───── EXCERPTED DATA ─────
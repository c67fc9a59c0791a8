//! Cryptography module for the chat service
//!
//! This module provides:
//! - Modular arithmetic over arbitrary-precision integers
//! - Key pair generation (two random primes, fixed public exponent)
//! - Block encoding and string encryption/decryption
//!
//! Encryption binds no sender identity; trust decisions belong to the
//! authentication protocol.

pub mod cipher;
mod keys;
pub mod math;

pub use cipher::{decrypt, encrypt, Ciphertext};
pub use keys::{KeyPair, PublicKey, DEFAULT_KEY_BITS, MAX_KEY_BITS, MIN_KEY_BITS};
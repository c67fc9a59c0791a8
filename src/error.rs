use thiserror::Error;

/// Main error type for the chat service and client
#[derive(Error, Debug)]
pub enum ChatError {
    // Crypto errors
    #[error("Key generation failed: {0}")]
    KeyGeneration(String),

    #[error("Ciphertext could not be decoded: {0}")]
    CryptoDecode(String),

    #[error("Encryption failed: {0}")]
    Encryption(String),

    // Credential store errors
    #[error("Malformed credential record on line {line}: {content:?}")]
    StorageFormat { line: usize, content: String },

    #[error("Credential storage error: {0}")]
    StorageIo(String),

    // Protocol / network errors
    #[error("Protocol violation: {0}")]
    Protocol(String),

    #[error("Network error: {0}")]
    Network(String),

    #[error("Connection closed by peer")]
    ConnectionClosed,

    // Configuration errors
    #[error("Invalid configuration: {0}")]
    Config(String),

    #[error("IO error: {0}")]
    Io(#[from] std::io::Error),
}

/// Result type alias for chat operations
pub type ChatResult<T> = Result<T, ChatError>;

impl<T> From<tokio::sync::mpsc::error::SendError<T>> for ChatError {
    fn from(err: tokio::sync::mpsc::error::SendError<T>) -> Self {
        ChatError::Network(format!("Channel send error: {}", err))
    }
}

impl From<std::string::FromUtf8Error> for ChatError {
    fn from(err: std::string::FromUtf8Error) -> Self {
        ChatError::CryptoDecode(format!("UTF-8 decode error: {}", err))
    }
}

impl ChatError {
    /// True for failures that end only the session that hit them
    pub fn is_session_scoped(&self) -> bool {
        matches!(
            self,
            ChatError::CryptoDecode(_)
                | ChatError::Protocol(_)
                | ChatError::Network(_)
                | ChatError::ConnectionClosed
                | ChatError::Io(_)
        )
    }
}
use std::fmt;

use num_bigint_dig::BigUint;
use num_traits::{One, Zero};
use rand::rngs::OsRng;
use rand::Rng;
use tracing::debug;
use zeroize::Zeroize;

use super::math;
use crate::error::{ChatError, ChatResult};

/// Fixed public exponent tried first for every candidate modulus
pub const DEFAULT_PUBLIC_EXPONENT: u64 = 65_537;

/// Prime pairs drawn before key generation gives up
pub const MAX_KEYGEN_ATTEMPTS: usize = 32;

pub const MIN_KEY_BITS: usize = 32;
pub const MAX_KEY_BITS: usize = 8192;
pub const DEFAULT_KEY_BITS: usize = 1024;

// Decimal digits of the largest MAX_KEY_BITS-bit integer
const MAX_KEY_DIGITS: usize = MAX_KEY_BITS * 30_103 / 100_000 + 1;

/// The shareable half of a key pair: exponent and modulus.
#[derive(Debug, Clone, PartialEq, Eq)]
pub struct PublicKey {
    pub exponent: BigUint,
    pub modulus: BigUint,
}

impl PublicKey {
    pub fn new(exponent: BigUint, modulus: BigUint) -> Self {
        Self { exponent, modulus }
    }

    /// Parse the two cleartext handshake fields (decimal exponent, decimal modulus).
    ///
    /// The modulus must fit in `MAX_KEY_BITS` and the exponent must be below it,
    /// otherwise every line sent to this peer costs unbounded work.
    pub fn from_decimal(exponent: &str, modulus: &str) -> ChatResult<Self> {
        let exponent = parse_decimal(exponent, "public exponent")?;
        let modulus = parse_decimal(modulus, "modulus")?;

        if exponent.is_zero() {
            return Err(ChatError::Protocol("public exponent must be non-zero".to_string()));
        }
        if modulus.bits() < super::cipher::MIN_MODULUS_BITS {
            return Err(ChatError::Protocol(format!(
                "modulus too small: {} bits",
                modulus.bits()
            )));
        }
        if modulus.bits() > MAX_KEY_BITS {
            return Err(ChatError::Protocol(format!(
                "modulus too large: {} bits, limit {}",
                modulus.bits(),
                MAX_KEY_BITS
            )));
        }
        if exponent >= modulus {
            return Err(ChatError::Protocol("public exponent must be below the modulus".to_string()));
        }
        Ok(Self { exponent, modulus })
    }

    /// Encrypt a string for the holder of the matching private key
    pub fn encrypt(&self, plaintext: &str) -> ChatResult<String> {
        super::cipher::encrypt(plaintext, &self.exponent, &self.modulus)
    }
}

fn parse_decimal(field: &str, what: &str) -> ChatResult<BigUint> {
    let trimmed = field.trim();
    if trimmed.is_empty() || !trimmed.bytes().all(|b| b.is_ascii_digit()) {
        return Err(ChatError::Protocol(format!("{} is not a decimal integer: {:?}", what, field)));
    }
    if trimmed.len() > MAX_KEY_DIGITS {
        return Err(ChatError::Protocol(format!("{} has {} digits, limit {}", what, trimmed.len(), MAX_KEY_DIGITS)));
    }
    trimmed
        .parse::<BigUint>()
        .map_err(|e| ChatError::Protocol(format!("{}: {}", what, e)))
}

/// Asymmetric key pair. The private exponent is wiped when the pair is dropped.
pub struct KeyPair {
    public: PublicKey,
    private_exponent: BigUint,
}

impl KeyPair {
    /// Generate a key pair whose modulus has `bits` bits, using the OS RNG
    pub fn generate(bits: usize) -> ChatResult<Self> {
        Self::generate_with(&mut OsRng, bits)
    }

    pub fn generate_with<R: Rng + ?Sized>(rng: &mut R, bits: usize) -> ChatResult<Self> {
        if !(MIN_KEY_BITS..=MAX_KEY_BITS).contains(&bits) {
            return Err(ChatError::KeyGeneration(format!(
                "key size {} outside [{}, {}]",
                bits, MIN_KEY_BITS, MAX_KEY_BITS
            )));
        }

        let half = bits / 2;
        let exponent = BigUint::from(DEFAULT_PUBLIC_EXPONENT);

        for attempt in 1..=MAX_KEYGEN_ATTEMPTS {
            let p = math::random_prime(rng, half);
            let q = math::random_prime(rng, bits - half);
            if p == q {
                continue;
            }

            let phi = (&p - BigUint::one()) * (&q - BigUint::one());
            if exponent >= phi || !math::gcd(&exponent, &phi).is_one() {
                debug!(attempt, "public exponent not coprime with totient, resampling");
                continue;
            }

            if let Some(private_exponent) = math::mod_inverse(&exponent, &phi) {
                let modulus = p * q;
                debug!(bits = modulus.bits(), attempt, "generated key pair");
                return Ok(Self {
                    public: PublicKey::new(exponent, modulus),
                    private_exponent,
                });
            }
        }

        Err(ChatError::KeyGeneration(format!(
            "no usable public exponent after {} attempts",
            MAX_KEYGEN_ATTEMPTS
        )))
    }

    pub fn public_key(&self) -> &PublicKey {
        &self.public
    }

    pub fn public_exponent(&self) -> &BigUint {
        &self.public.exponent
    }

    pub fn modulus(&self) -> &BigUint {
        &self.public.modulus
    }

    pub fn private_exponent(&self) -> &BigUint {
        &self.private_exponent
    }

    /// Decrypt a ciphertext line produced under this pair's public key
    pub fn decrypt(&self, ciphertext_line: &str) -> ChatResult<String> {
        super::cipher::decrypt(ciphertext_line, &self.private_exponent, &self.public.modulus)
    }
}

impl fmt::Debug for KeyPair {
    fn fmt(&self, f: &mut fmt::Formatter<'_>) -> fmt::Result {
        f.debug_struct("KeyPair")
            .field("public", &self.public)
            .field("private_exponent", &"<redacted>")
            .finish()
    }
}

impl Drop for KeyPair {
    fn drop(&mut self) {
        self.private_exponent.zeroize();
    }
}

#[cfg(test)]
mod tests {
    use super::*;

    #[test]
    fn test_generated_pair_satisfies_key_invariant() {
        let pair = KeyPair::generate(256).unwrap();
        assert_eq!(pair.modulus().bits(), 256);

        // m^(e*d) == m (mod n) for a few messages
        for m in [2u64, 42, 65_535, 1_234_567] {
            let m = BigUint::from(m);
            let c = math::mod_pow(&m, pair.public_exponent(), pair.modulus());
            let back = math::mod_pow(&c, pair.private_exponent(), pair.modulus());
            assert_eq!(back, m);
        }
    }

    #[test]
    fn test_generate_rejects_out_of_range_sizes() {
        assert!(matches!(KeyPair::generate(8), Err(ChatError::KeyGeneration(_))));
        assert!(matches!(KeyPair::generate(MAX_KEY_BITS + 1), Err(ChatError::KeyGeneration(_))));
    }

    #[test]
    fn test_two_pairs_differ() {
        let a = KeyPair::generate(128).unwrap();
        let b = KeyPair::generate(128).unwrap();
        assert_ne!(a.modulus(), b.modulus());
    }

    #[test]
    fn test_public_key_from_decimal() {
        let key = PublicKey::from_decimal("65537", " 3233000017 ").unwrap();
        assert_eq!(key.exponent, BigUint::from(65_537u32));
        assert_eq!(key.modulus, BigUint::from(3_233_000_017u64));

        assert!(matches!(PublicKey::from_decimal("abc", "3233000017"), Err(ChatError::Protocol(_))));
        assert!(matches!(PublicKey::from_decimal("17", ""), Err(ChatError::Protocol(_))));
        assert!(matches!(PublicKey::from_decimal("-17", "3233000017"), Err(ChatError::Protocol(_))));
        assert!(matches!(PublicKey::from_decimal("0", "3233000017"), Err(ChatError::Protocol(_))));
        assert!(matches!(PublicKey::from_decimal("17", "3233"), Err(ChatError::Protocol(_))));
    }

    #[test]
    fn test_public_key_from_decimal_bounds_peer_key_size() {
        // 30000 digits is far past any modulus we would generate
        let huge = "9".repeat(30_000);
        assert!(matches!(PublicKey::from_decimal("65537", &huge), Err(ChatError::Protocol(_))));
        assert!(matches!(PublicKey::from_decimal(&"7".repeat(30_000), &huge), Err(ChatError::Protocol(_))));

        // 2^8192 parses within the digit limit but has one bit too many
        let just_over = (BigUint::one() << MAX_KEY_BITS).to_string();
        assert!(just_over.len() <= MAX_KEY_DIGITS);
        assert!(matches!(PublicKey::from_decimal("65537", &just_over), Err(ChatError::Protocol(_))));

        let largest = ((BigUint::one() << MAX_KEY_BITS) - BigUint::one()).to_string();
        let key = PublicKey::from_decimal("65537", &largest).unwrap();
        assert_eq!(key.modulus.bits(), MAX_KEY_BITS);

        // Exponent at or above the modulus
        assert!(matches!(PublicKey::from_decimal("3233000017", "3233000017"), Err(ChatError::Protocol(_))));
        assert!(matches!(PublicKey::from_decimal("99999999999", "3233000017"), Err(ChatError::Protocol(_))));
    }

    #[test]
    fn test_generated_key_survives_handshake_parse() {
        let pair = KeyPair::generate(256).unwrap();
        let parsed = PublicKey::from_decimal(&pair.public_exponent().to_string(), &pair.modulus().to_string()).unwrap();
        assert_eq!(&parsed, pair.public_key());
    }

    #[test]
    fn test_debug_hides_private_exponent() {
        let pair = KeyPair::generate(64).unwrap();
        let rendered = format!("{:?}", pair);
        assert!(rendered.contains("<redacted>"));
        assert!(!rendered.contains(&pair.private_exponent().to_string()));
    }
}
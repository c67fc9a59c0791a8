//! Per-connection state machine: key exchange, authentication, chat dispatch.

use std::fmt;
use std::time::Duration;

use tokio::io::{AsyncRead, AsyncWrite};
use tokio::sync::mpsc;
use tracing::{debug, info, warn};
use uuid::Uuid;

use super::registry::SessionHandle;
use super::ServiceState;
use crate::credentials::is_valid_principal_name;
use crate::crypto::PublicKey;
use crate::error::{ChatError, ChatResult};
use crate::network::connection::{spawn_writer, LineReader};
use crate::network::messages::{self, Command, LoginResponse};

#[derive(Debug, Clone, Copy, PartialEq, Eq)]
pub enum SessionState {
    KeyExchange,
    AwaitCredentials,
    Connected,
    Closed,
}

impl fmt::Display for SessionState {
    fn fmt(&self, f: &mut fmt::Formatter<'_>) -> fmt::Result {
        let name = match self {
            SessionState::KeyExchange => "KEY_EXCHANGE",
            SessionState::AwaitCredentials => "AWAIT_CREDENTIALS",
            SessionState::Connected => "CONNECTED",
            SessionState::Closed => "CLOSED",
        };
        f.write_str(name)
    }
}

/// How long queued lines may take to flush once a session has ended
pub const WRITER_DRAIN: Duration = Duration::from_millis(500);

/// Serve one accepted connection until it closes.
///
/// Errors are confined to this connection; the registry only loses this
/// session's own entry. The connection is released when this returns, even
/// if the peer stopped reading.
pub async fn serve<S>(stream: S, service: ServiceState) -> ChatResult<()>
where
    S: AsyncRead + AsyncWrite + Send + 'static,
{
    let (read_half, write_half) = tokio::io::split(stream);
    let (outbox, mut writer) = spawn_writer(write_half);
    let mut session = Session::new(LineReader::new(read_half), outbox, service);
    let result = session.run().await;
    let id = session.id();
    // Drops the read half and the last outbox sender
    drop(session);

    if tokio::time::timeout(WRITER_DRAIN, &mut writer).await.is_err() {
        writer.abort();
        // Resolves once the task, and with it the write half, is gone
        let _ = writer.await;
        debug!(session = %id, "writer still blocked, dropped connection");
    }
    result
}

pub struct Session<R> {
    id: Uuid,
    state: SessionState,
    reader: LineReader<R>,
    outbox: mpsc::UnboundedSender<String>,
    service: ServiceState,
    peer_key: Option<PublicKey>,
    handle: Option<SessionHandle>,
}

enum Credentials {
    Accepted(SessionHandle, LoginResponse),
    Rejected(LoginResponse),
}

impl<R: AsyncRead + Unpin> Session<R> {
    pub fn new(reader: LineReader<R>, outbox: mpsc::UnboundedSender<String>, service: ServiceState) -> Self {
        Self {
            id: Uuid::new_v4(),
            state: SessionState::KeyExchange,
            reader,
            outbox,
            service,
            peer_key: None,
            handle: None,
        }
    }

    pub fn id(&self) -> Uuid {
        self.id
    }

    pub fn state(&self) -> SessionState {
        self.state
    }

    /// Drive the session through every state, always ending in `Closed`
    pub async fn run(&mut self) -> ChatResult<()> {
        let result = self.run_states().await;
        match &result {
            Ok(()) => debug!(session = %self.id, "session ended"),
            Err(e) if e.is_session_scoped() => {
                info!(session = %self.id, state = %self.state, error = %e, "session terminated")
            }
            Err(e) => warn!(session = %self.id, state = %self.state, error = %e, "session failed"),
        }
        self.disconnect();
        result
    }

    async fn run_states(&mut self) -> ChatResult<()> {
        let peer_key = self.key_exchange().await?;
        self.state = SessionState::AwaitCredentials;

        let handle = match self.authenticate(&peer_key).await? {
            Some(handle) => handle,
            None => return Ok(()),
        };
        self.state = SessionState::Connected;

        info!(session = %self.id, user = handle.name(), "user joined");
        self.service
            .registry
            .broadcast(&messages::join_notice(handle.name()), Some(self.id));

        self.chat_loop(&handle).await
    }

    async fn key_exchange(&mut self) -> ChatResult<PublicKey> {
        let keys = &self.service.keys;
        self.send_raw(keys.public_exponent().to_string())?;
        self.send_raw(keys.modulus().to_string())?;

        let exponent = self.reader.expect_line().await?;
        let modulus = self.reader.expect_line().await?;
        let peer_key = PublicKey::from_decimal(&exponent, &modulus)?;
        self.peer_key = Some(peer_key.clone());
        debug!(session = %self.id, "received peer public key");
        Ok(peer_key)
    }

    // Loops until a login is accepted; `None` means the peer left first
    async fn authenticate(&mut self, peer_key: &PublicKey) -> ChatResult<Option<SessionHandle>> {
        loop {
            let name_line = match self.reader.read_line().await? {
                Some(line) => line,
                None => return Ok(None),
            };
            let password_line = match self.reader.read_line().await? {
                Some(line) => line,
                None => return Ok(None),
            };

            let name = self.service.keys.decrypt(&name_line)?;
            let password = self.service.keys.decrypt(&password_line)?;

            match self.check_credentials(&name, &password, peer_key).await {
                Credentials::Accepted(handle, response) => {
                    // Registered from here on, so teardown must see the handle
                    self.handle = Some(handle.clone());
                    self.reply(response.as_str())?;
                    return Ok(Some(handle));
                }
                Credentials::Rejected(response) => {
                    debug!(session = %self.id, user = %name, %response, "login rejected");
                    self.reply(response.as_str())?;
                }
            }
        }
    }

    async fn check_credentials(&mut self, name: &str, password: &str, peer_key: &PublicKey) -> Credentials {
        if !is_valid_principal_name(name) {
            return Credentials::Rejected(LoginResponse::InvalidUsername);
        }
        if self.service.registry.contains(name) {
            return Credentials::Rejected(LoginResponse::AlreadyLoggedIn);
        }

        // Two connections may both see an unknown name here and both register;
        // the registry insert below still lets only one of them in.
        let response = if self.service.store.is_registered(name) {
            if !self.service.store.authenticate(name, password) {
                return Credentials::Rejected(LoginResponse::PasswordInvalid);
            }
            LoginResponse::LoginAccepted
        } else {
            let (new_name, new_password) = (name.to_string(), password.to_string());
            let written = self
                .service
                .write_store(move |store| store.register(&new_name, &new_password))
                .await;
            if let Err(e) = written {
                warn!(session = %self.id, user = name, error = %e, "could not persist registration");
            }
            LoginResponse::Registered
        };

        let handle = SessionHandle::new(name, self.id, peer_key.clone(), self.outbox.clone());
        match self.service.registry.try_insert(handle.clone()) {
            Ok(()) => Credentials::Accepted(handle, response),
            Err(_) => Credentials::Rejected(LoginResponse::AlreadyLoggedIn),
        }
    }

    async fn chat_loop(&mut self, handle: &SessionHandle) -> ChatResult<()> {
        loop {
            let line = tokio::select! {
                line = self.reader.read_line() => line?,
                _ = handle.closed() => {
                    info!(session = %self.id, user = handle.name(), "connection closed by server");
                    return Ok(());
                }
            };

            let line = match line {
                Some(line) => line,
                None => return Ok(()),
            };

            let message = self.service.keys.decrypt(&line)?;
            self.dispatch(handle, &message).await?;
        }
    }

    async fn dispatch(&mut self, handle: &SessionHandle, message: &str) -> ChatResult<()> {
        let registry = &self.service.registry;

        match Command::parse(message) {
            Command::ListClients => {
                for name in registry.names() {
                    self.reply(&messages::client_list_entry(&name))?;
                }
            }
            Command::ChangePassword(new_password) => {
                let (name, new_password) = (handle.name().to_string(), new_password.to_string());
                let written = self
                    .service
                    .write_store(move |store| store.change_password(&name, &new_password))
                    .await;
                match written {
                    Ok(()) => self.reply(messages::PASSWORD_CHANGED)?,
                    Err(e) => {
                        warn!(session = %self.id, user = handle.name(), error = %e, "password change failed");
                        self.reply(messages::PASSWORD_CHANGE_FAILED)?;
                    }
                }
            }
            Command::Private { to, message } => match registry.get(to) {
                Some(recipient) => {
                    recipient.send(&messages::private_line(handle.name(), message));
                }
                None => self.reply(messages::WRONG_NICKNAME)?,
            },
            Command::Broadcast(text) => {
                registry.broadcast(&messages::chat_line(handle.name(), text), Some(self.id));
            }
        }
        Ok(())
    }

    // CLOSED: leave the registry, then tell everyone still there
    fn disconnect(&mut self) {
        self.state = SessionState::Closed;
        if let Some(handle) = self.handle.take() {
            let registry = &self.service.registry;
            registry.remove_session(&handle);
            registry.broadcast(&messages::departure_notice(handle.name()), Some(self.id));
            info!(session = %self.id, user = handle.name(), "user left");
        }
    }

    fn reply(&self, text: &str) -> ChatResult<()> {
        let key = self
            .peer_key
            .as_ref()
            .ok_or_else(|| ChatError::Protocol("no peer key before reply".to_string()))?;
        self.send_raw(key.encrypt(text)?)
    }

    fn send_raw(&self, line: String) -> ChatResult<()> {
        self.outbox.send(line)?;
        Ok(())
    }
}
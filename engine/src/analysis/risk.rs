// Volatility classification and the scenario risk rating
use crate::config::settings::AnalysisSettings;
use shared::models::{BilingualText, Candle, RiskLevel, VolatilityLevel};
use shared::utils::{format_price, format_price_pt, round_to};

// Trigger distance (percent of price) cut-offs for the risk score
const NEAR_TRIGGER_PCT: f64 = 0.15;
const MID_TRIGGER_PCT: f64 = 0.35;

#[derive(Debug, Clone, PartialEq)]
pub struct RiskAssessment {
    /// Average bar range over the volatility lookback, as percent of price.
    pub volatility_pct: Option<f64>,
    pub volatility_level: VolatilityLevel,
    /// |price - trigger| as percent of price, when a scenario exists.
    pub trigger_distance_pct: Option<f64>,
    pub score: u32,
    pub risk_level: RiskLevel,
    pub explanation: BilingualText,
}

/// Mean `high - low` of the last `lookback` finite bars relative to `price`.
pub fn volatility_pct(candles: &[Candle], price: f64, lookback: usize) -> Option<f64> {
    let start = candles.len().saturating_sub(lookback);
    let ranges: Vec<f64> = candles[start..]
        .iter()
        .filter(|c| c.has_finite_prices())
        .map(|c| c.high - c.low)
        .collect();
    if ranges.is_empty() || price == 0.0 || !price.is_finite() {
        return None;
    }
    let mean = ranges.iter().sum::<f64>() / ranges.len() as f64;
    Some(mean / price * 100.0)
}

pub fn volatility_level(pct: Option<f64>, settings: &AnalysisSettings) -> VolatilityLevel {
    match pct {
        Some(p) if p > settings.volatility_medium_pct => VolatilityLevel::High,
        Some(p) if p > settings.volatility_low_pct => VolatilityLevel::Medium,
        _ => VolatilityLevel::Low,
    }
}

fn distance_points(distance_pct: f64) -> u32 {
    if distance_pct < NEAR_TRIGGER_PCT {
        0
    } else if distance_pct < MID_TRIGGER_PCT {
        1
    } else {
        2
    }
}

pub fn risk_level(score: u32) -> RiskLevel {
    match score {
        0..=2 => RiskLevel::Low,
        3..=4 => RiskLevel::Medium,
        _ => RiskLevel::High,
    }
}

fn volatility_label(level: VolatilityLevel) -> (&'static str, &'static str) {
    match level {
        VolatilityLevel::Low => ("low", "baixa"),
        VolatilityLevel::Medium => ("medium", "média"),
        VolatilityLevel::High => ("high", "alta"),
    }
}

fn risk_label(level: RiskLevel) -> (&'static str, &'static str) {
    match level {
        RiskLevel::Low => ("low", "baixo"),
        RiskLevel::Medium => ("medium", "médio"),
        RiskLevel::High => ("high", "alto"),
    }
}

/// Rates risk from the recent bar ranges and, when a scenario exists, how far
/// its trigger sits from the current price.
pub fn assess(candles: &[Candle], price: f64, trigger: Option<f64>, settings: &AnalysisSettings) -> RiskAssessment {
    let vol_pct = volatility_pct(candles, price, settings.volatility_lookback);
    let vol_level = volatility_level(vol_pct, settings);
    let vol_points = match vol_level {
        VolatilityLevel::Low => 0,
        VolatilityLevel::Medium => 1,
        VolatilityLevel::High => 2,
    };

    let trigger_distance_pct = trigger
        .filter(|_| price != 0.0)
        .map(|t| (price - t).abs() / price * 100.0)
        .filter(|d| d.is_finite());
    let score = vol_points + trigger_distance_pct.map(distance_points).unwrap_or(0);
    let level = risk_level(score);

    let explanation = explain(vol_pct, vol_level, trigger_distance_pct, level, settings.volatility_lookback);
    tracing::debug!(
        volatility_pct = ?vol_pct,
        trigger_distance_pct = ?trigger_distance_pct,
        score,
        "Risk assessed"
    );

    RiskAssessment {
        volatility_pct: vol_pct.map(|p| round_to(p, 2)),
        volatility_level: vol_level,
        trigger_distance_pct,
        score,
        risk_level: level,
        explanation,
    }
}

fn explain(
    vol_pct: Option<f64>,
    vol_level: VolatilityLevel,
    distance: Option<f64>,
    level: RiskLevel,
    lookback: usize,
) -> BilingualText {
    let (vol_en, vol_pt) = volatility_label(vol_level);
    let (risk_en, risk_pt) = risk_label(level);

    let mut en = match vol_pct {
        Some(p) => format!("Volatility is {} ({}% average range over {} bars).", vol_en, format_price(p, 2), lookback),
        None => format!("Volatility is {} (not enough range data).", vol_en),
    };
    let mut pt = match vol_pct {
        Some(p) => format!("Volatilidade {} (amplitude média de {}% em {} candles).", vol_pt, format_price_pt(p, 2), lookback),
        None => format!("Volatilidade {} (dados de amplitude insuficientes).", vol_pt),
    };
    match distance {
        Some(d) => {
            en.push_str(&format!(" The scenario trigger is {}% away from price.", format_price(d, 2)));
            pt.push_str(&format!(" O gatilho do cenário está a {}% do preço.", format_price_pt(d, 2)));
        }
        None => {
            en.push_str(" No active scenario adds distance risk.");
            pt.push_str(" Nenhum cenário ativo acrescenta risco de distância.");
        }
    }
    en.push_str(&format!(" Overall risk: {}.", risk_en));
    pt.push_str(&format!(" Risco geral: {}.", risk_pt));
    BilingualText::new(en, pt)
}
─────
WHAT TO WORK ON: Could you report every line of the material that contains the string "outbox"?

TASK ANSWER:
    let (outbox, mut writer) = spawn_writer(write_half);
    let mut session = Session::new(LineReader::new(read_half), outbox, service);
    // Drops the read half and the last outbox sender
    outbox: mpsc::UnboundedSender<String>,
    pub fn new(reader: LineReader<R>, outbox: mpsc::UnboundedSender<String>, service: ServiceState) -> Self {
            outbox,
        let handle = SessionHandle::new(name, self.id, peer_key.clone(), self.outbox.clone());
        self.outbox.send(line)?;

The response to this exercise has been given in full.